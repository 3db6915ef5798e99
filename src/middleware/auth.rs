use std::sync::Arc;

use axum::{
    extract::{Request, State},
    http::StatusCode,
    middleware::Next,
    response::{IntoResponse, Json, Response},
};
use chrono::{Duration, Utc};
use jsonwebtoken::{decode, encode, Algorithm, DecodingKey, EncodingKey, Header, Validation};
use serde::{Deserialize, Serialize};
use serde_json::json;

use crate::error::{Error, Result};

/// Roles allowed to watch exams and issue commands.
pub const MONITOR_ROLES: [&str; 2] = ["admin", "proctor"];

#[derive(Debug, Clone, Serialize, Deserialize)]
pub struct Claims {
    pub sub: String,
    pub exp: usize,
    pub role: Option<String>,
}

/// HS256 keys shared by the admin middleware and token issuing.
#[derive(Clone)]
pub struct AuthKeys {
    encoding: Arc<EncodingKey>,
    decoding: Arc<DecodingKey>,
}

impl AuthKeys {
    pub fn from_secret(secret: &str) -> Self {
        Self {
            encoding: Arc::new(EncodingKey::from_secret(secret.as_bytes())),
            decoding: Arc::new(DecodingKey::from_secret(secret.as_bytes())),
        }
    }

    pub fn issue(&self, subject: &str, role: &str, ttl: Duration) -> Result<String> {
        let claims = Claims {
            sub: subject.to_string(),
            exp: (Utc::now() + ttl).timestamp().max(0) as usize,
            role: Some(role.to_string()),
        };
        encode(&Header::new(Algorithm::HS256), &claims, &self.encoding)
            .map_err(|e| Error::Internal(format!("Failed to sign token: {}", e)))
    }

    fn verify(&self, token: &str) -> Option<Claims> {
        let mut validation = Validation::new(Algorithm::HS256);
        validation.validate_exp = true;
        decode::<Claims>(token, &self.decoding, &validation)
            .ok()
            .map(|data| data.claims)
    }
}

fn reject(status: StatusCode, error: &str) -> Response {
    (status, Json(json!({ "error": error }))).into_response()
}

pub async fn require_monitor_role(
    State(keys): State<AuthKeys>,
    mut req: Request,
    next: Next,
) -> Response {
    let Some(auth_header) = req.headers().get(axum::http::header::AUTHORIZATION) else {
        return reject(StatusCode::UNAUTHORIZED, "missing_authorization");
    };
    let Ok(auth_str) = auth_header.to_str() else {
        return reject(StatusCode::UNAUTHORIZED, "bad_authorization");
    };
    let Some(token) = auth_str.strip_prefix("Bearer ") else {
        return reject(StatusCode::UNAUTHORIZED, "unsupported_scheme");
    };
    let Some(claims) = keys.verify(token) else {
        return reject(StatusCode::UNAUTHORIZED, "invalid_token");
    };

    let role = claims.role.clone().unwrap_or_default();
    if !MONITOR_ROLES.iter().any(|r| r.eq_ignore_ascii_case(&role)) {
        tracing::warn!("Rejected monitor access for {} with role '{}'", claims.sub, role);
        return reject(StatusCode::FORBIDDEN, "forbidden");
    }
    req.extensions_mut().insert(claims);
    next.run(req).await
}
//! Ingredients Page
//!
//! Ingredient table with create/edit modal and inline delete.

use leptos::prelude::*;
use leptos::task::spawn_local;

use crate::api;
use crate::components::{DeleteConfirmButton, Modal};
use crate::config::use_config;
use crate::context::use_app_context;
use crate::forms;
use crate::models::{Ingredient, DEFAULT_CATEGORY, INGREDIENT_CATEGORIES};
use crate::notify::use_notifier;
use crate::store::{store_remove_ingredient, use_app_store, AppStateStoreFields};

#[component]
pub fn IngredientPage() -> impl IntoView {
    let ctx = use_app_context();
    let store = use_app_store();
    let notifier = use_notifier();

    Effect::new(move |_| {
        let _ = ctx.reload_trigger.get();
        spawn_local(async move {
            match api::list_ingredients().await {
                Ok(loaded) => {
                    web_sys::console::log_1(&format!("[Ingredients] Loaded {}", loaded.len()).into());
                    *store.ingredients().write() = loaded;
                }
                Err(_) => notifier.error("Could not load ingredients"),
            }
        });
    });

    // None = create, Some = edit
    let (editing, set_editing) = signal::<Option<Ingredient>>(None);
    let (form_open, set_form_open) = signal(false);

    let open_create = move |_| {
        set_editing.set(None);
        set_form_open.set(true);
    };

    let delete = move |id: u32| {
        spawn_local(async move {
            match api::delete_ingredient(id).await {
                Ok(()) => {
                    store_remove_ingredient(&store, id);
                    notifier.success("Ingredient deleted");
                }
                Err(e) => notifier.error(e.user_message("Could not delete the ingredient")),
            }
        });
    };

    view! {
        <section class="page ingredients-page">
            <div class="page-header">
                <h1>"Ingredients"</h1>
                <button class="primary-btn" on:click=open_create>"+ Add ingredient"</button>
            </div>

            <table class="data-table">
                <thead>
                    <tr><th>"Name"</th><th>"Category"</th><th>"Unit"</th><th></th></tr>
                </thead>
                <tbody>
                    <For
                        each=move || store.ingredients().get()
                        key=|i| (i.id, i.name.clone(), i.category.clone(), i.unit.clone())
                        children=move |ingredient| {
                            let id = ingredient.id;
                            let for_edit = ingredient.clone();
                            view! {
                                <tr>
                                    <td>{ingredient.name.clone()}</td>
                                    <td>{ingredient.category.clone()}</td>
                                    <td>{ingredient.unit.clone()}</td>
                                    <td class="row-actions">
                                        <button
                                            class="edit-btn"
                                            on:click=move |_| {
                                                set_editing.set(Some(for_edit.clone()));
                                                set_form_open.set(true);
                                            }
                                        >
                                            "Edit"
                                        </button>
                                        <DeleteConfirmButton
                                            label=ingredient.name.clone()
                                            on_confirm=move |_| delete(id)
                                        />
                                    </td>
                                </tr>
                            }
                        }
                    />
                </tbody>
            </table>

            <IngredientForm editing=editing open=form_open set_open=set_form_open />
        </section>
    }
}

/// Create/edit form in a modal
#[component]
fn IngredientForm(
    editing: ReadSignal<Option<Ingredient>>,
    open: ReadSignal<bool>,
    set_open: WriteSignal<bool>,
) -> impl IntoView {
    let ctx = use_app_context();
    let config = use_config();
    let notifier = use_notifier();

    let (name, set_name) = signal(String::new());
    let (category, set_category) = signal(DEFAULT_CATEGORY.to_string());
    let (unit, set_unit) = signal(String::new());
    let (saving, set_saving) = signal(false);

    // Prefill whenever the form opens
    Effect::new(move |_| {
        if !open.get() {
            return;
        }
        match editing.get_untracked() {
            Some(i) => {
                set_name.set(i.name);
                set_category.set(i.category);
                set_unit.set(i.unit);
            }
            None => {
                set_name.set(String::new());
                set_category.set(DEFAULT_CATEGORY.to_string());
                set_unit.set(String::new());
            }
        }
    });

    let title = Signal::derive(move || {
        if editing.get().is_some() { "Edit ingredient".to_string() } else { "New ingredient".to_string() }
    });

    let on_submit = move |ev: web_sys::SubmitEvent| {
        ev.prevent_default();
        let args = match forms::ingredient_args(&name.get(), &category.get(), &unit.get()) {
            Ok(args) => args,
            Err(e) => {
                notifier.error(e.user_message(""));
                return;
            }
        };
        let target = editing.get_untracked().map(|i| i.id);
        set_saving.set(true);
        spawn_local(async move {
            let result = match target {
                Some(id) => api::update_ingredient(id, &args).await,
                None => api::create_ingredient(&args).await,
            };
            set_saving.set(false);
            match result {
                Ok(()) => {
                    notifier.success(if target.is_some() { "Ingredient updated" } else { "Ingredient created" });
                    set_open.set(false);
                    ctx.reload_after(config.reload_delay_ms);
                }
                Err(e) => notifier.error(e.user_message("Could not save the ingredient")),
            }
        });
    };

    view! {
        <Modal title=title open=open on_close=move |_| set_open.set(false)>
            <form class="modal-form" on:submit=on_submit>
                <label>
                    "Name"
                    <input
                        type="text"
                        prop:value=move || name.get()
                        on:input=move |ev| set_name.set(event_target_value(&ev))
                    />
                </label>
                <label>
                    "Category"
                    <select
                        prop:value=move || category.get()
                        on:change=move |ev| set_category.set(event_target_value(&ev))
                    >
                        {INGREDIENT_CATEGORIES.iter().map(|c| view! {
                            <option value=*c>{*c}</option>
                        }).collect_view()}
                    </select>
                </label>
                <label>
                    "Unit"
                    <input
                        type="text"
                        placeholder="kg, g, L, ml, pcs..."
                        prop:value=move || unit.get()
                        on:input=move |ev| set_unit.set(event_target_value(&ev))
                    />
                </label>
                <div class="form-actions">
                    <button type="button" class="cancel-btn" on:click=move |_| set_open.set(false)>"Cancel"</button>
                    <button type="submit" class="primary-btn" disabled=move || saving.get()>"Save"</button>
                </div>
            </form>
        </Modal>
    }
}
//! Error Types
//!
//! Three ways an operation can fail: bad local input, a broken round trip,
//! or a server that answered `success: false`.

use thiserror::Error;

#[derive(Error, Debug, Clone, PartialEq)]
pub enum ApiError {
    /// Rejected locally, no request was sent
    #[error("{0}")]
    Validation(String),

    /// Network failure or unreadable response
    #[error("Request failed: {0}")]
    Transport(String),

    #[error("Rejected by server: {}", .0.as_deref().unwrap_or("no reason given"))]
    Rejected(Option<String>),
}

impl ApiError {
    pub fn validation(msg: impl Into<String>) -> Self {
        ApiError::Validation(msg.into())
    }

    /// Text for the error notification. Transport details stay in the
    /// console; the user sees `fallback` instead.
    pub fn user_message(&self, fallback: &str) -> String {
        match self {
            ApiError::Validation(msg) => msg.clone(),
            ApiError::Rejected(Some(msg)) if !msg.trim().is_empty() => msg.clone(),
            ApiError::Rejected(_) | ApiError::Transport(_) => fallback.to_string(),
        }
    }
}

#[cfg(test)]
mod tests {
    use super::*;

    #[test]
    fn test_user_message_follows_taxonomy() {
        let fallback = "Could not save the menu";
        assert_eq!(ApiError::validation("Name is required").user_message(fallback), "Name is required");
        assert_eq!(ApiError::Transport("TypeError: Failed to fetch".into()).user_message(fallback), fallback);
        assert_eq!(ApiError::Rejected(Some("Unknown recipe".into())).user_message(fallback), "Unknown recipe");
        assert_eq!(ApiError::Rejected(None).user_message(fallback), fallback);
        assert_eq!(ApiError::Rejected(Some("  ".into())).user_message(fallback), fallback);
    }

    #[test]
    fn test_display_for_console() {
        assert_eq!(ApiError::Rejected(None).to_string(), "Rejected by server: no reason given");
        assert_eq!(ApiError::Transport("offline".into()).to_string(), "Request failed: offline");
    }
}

------------------------------------------------------------------------

YOUR ASSIGNMENT
Copy out each line of the data that includes the string "Algorithm".

WRITTEN SOLUTION
use jsonwebtoken::{decode, encode, Algorithm, DecodingKey, EncodingKey, Header, Validation};
        encode(&Header::new(Algorithm::HS256), &claims, &self.encoding)
        let mut validation = Validation::new(Algorithm::HS256);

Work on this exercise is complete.